## ASSIGNED TASK:
Let the answer be the lines from the one with "body.map(|Json(inner)| inner).map_err(errors::json_rejection)" to the end of the entries, copied exactly with both boundary lines kept.

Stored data
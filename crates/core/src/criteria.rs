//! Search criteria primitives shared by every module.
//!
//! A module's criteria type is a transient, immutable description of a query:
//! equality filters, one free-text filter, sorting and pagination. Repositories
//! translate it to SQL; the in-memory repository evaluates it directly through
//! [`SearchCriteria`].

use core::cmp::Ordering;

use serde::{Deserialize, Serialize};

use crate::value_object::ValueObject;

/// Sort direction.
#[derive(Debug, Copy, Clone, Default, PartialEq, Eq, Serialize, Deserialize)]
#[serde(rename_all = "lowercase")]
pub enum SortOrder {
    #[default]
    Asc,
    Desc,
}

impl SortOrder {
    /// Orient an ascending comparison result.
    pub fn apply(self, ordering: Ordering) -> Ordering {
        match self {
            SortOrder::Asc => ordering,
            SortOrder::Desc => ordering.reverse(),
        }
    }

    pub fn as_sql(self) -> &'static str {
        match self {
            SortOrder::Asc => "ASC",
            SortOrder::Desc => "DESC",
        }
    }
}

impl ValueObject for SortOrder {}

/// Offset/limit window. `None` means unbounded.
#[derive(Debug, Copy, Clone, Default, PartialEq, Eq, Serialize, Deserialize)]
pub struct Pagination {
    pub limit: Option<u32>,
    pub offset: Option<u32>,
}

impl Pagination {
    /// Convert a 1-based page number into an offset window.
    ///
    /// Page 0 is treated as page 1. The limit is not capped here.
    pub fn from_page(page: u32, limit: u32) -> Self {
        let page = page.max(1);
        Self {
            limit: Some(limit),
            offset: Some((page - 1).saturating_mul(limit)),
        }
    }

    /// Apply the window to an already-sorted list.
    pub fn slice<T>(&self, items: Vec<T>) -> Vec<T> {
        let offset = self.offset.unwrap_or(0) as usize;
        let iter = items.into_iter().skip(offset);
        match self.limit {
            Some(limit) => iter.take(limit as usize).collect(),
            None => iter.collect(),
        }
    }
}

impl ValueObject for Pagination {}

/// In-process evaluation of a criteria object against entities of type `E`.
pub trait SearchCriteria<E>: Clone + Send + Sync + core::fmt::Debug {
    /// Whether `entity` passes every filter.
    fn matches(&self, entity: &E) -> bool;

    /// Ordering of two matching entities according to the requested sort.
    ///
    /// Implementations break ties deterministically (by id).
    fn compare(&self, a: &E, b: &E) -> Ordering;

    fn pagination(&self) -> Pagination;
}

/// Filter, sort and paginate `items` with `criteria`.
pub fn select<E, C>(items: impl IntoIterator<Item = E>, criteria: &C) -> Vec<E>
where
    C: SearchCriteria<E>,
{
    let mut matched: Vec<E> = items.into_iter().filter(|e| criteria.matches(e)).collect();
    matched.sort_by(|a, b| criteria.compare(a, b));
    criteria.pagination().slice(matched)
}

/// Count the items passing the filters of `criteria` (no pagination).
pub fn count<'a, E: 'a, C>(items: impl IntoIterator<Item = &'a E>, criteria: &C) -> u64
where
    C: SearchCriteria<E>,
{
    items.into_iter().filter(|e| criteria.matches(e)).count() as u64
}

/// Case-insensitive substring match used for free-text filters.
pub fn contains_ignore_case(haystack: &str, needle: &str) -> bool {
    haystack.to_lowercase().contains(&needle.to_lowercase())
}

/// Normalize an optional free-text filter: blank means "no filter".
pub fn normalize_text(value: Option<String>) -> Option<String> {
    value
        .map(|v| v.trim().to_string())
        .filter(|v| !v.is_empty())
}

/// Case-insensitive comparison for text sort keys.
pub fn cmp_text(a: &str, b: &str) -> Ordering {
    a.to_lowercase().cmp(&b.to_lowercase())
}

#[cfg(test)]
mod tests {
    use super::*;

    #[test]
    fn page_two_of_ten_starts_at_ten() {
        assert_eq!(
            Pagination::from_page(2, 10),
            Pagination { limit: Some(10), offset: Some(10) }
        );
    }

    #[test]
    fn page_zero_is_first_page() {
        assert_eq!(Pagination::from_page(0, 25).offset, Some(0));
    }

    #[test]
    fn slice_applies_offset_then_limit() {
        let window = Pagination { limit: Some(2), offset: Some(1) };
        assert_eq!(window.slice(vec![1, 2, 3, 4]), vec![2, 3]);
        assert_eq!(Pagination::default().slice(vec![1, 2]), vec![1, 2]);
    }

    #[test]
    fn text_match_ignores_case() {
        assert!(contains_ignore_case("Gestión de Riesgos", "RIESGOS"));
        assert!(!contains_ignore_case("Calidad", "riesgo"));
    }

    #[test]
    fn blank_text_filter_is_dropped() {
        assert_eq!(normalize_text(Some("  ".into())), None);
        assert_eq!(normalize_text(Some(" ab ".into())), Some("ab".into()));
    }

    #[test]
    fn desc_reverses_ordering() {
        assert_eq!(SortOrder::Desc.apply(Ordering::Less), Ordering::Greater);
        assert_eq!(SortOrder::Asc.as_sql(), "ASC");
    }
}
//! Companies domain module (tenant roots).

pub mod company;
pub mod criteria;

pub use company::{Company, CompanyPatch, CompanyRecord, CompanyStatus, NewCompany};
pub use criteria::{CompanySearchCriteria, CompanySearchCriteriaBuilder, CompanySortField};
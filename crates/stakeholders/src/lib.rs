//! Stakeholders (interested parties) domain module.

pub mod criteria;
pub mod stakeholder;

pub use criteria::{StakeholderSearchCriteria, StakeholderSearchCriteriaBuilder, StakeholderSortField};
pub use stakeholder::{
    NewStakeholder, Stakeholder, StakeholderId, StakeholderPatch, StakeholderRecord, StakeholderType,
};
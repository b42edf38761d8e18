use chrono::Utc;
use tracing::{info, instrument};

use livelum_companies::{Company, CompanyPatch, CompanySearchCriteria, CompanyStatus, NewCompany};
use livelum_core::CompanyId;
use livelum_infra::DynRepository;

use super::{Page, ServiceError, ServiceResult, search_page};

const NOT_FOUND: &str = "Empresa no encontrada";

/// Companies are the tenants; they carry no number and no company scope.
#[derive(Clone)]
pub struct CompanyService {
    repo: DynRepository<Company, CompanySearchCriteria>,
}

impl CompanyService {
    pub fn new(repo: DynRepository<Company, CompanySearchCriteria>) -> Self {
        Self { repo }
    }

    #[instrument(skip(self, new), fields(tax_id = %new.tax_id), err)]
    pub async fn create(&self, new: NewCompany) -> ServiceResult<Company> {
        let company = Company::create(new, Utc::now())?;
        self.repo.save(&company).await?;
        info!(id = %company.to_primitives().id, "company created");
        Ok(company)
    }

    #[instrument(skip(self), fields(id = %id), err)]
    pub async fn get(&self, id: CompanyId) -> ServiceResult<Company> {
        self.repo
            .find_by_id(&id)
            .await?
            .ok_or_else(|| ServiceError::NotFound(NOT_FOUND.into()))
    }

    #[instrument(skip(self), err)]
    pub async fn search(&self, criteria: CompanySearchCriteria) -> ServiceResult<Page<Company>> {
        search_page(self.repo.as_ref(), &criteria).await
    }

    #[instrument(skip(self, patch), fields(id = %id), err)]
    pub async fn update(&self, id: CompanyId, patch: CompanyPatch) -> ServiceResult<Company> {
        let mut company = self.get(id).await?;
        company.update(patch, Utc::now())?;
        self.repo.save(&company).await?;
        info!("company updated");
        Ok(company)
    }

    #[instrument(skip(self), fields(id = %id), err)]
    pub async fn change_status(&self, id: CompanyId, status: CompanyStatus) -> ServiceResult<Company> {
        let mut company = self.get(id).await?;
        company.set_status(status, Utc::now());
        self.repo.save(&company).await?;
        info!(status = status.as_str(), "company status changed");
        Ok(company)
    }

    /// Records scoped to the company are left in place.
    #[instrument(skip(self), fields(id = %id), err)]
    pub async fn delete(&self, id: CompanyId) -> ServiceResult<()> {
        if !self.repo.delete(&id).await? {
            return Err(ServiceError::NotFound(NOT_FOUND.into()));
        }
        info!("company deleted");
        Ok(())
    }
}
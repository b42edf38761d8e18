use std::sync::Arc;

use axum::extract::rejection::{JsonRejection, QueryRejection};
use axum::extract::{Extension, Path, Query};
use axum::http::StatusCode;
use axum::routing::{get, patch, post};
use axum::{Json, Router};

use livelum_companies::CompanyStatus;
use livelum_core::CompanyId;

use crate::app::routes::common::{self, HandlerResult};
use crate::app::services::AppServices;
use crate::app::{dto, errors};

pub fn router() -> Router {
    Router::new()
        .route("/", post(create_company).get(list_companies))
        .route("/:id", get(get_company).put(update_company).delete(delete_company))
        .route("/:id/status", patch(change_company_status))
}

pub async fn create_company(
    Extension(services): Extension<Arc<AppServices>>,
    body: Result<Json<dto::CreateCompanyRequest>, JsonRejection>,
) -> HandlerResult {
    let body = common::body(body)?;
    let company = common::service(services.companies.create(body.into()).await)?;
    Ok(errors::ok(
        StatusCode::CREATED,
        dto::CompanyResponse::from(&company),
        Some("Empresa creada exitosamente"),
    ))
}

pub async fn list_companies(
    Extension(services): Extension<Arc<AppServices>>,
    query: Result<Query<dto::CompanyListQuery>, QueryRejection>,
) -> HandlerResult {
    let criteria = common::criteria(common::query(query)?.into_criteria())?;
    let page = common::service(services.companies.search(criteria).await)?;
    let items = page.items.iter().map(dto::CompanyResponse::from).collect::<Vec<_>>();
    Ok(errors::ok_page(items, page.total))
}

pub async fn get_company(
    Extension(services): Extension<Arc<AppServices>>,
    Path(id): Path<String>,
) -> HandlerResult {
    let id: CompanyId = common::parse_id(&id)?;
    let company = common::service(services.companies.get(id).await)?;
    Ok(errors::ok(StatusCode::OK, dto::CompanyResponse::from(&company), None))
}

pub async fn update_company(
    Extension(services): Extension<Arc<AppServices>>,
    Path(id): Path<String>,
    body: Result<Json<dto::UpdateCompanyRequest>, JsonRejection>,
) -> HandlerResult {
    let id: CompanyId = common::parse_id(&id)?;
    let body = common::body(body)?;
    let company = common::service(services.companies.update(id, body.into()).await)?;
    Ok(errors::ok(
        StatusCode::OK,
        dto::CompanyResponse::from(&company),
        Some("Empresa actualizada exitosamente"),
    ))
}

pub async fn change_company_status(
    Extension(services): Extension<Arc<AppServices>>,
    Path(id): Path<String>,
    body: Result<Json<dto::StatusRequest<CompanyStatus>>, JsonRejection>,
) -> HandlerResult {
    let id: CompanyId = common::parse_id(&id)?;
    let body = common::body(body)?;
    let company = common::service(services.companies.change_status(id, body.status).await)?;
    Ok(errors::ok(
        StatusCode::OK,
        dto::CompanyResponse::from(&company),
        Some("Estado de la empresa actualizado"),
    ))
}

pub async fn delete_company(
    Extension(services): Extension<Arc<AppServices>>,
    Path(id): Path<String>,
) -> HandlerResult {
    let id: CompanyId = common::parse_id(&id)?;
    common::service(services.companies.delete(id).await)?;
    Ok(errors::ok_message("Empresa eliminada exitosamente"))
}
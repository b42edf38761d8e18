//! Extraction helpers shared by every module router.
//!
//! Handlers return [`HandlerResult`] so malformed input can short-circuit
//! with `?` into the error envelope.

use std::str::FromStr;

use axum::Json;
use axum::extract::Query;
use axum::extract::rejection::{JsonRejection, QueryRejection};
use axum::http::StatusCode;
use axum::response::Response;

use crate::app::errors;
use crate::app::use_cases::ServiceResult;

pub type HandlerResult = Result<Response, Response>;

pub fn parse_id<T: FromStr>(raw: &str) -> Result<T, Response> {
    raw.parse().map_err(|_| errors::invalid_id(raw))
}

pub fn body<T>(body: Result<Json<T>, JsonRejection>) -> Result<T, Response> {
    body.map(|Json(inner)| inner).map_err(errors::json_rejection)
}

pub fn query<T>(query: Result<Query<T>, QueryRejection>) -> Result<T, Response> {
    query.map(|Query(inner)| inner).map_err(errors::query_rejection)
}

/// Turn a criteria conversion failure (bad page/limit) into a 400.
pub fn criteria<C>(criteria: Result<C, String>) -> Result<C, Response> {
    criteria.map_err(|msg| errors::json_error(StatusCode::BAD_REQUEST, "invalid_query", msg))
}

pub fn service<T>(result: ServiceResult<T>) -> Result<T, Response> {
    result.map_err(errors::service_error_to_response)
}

## ANSWER TO THIS TASK:
    body.map(|Json(inner)| inner).map_err(errors::json_rejection)
}

pub fn query<T>(query: Result<Query<T>, QueryRejection>) -> Result<T, Response> {
    query.map(|Query(inner)| inner).map_err(errors::query_rejection)
}

/// Turn a criteria conversion failure (bad page/limit) into a 400.
pub fn criteria<C>(criteria: Result<C, String>) -> Result<C, Response> {
    criteria.map_err(|msg| errors::json_error(StatusCode::BAD_REQUEST, "invalid_query", msg))
}

pub fn service<T>(result: ServiceResult<T>) -> Result<T, Response> {
    result.map_err(errors::service_error_to_response)
}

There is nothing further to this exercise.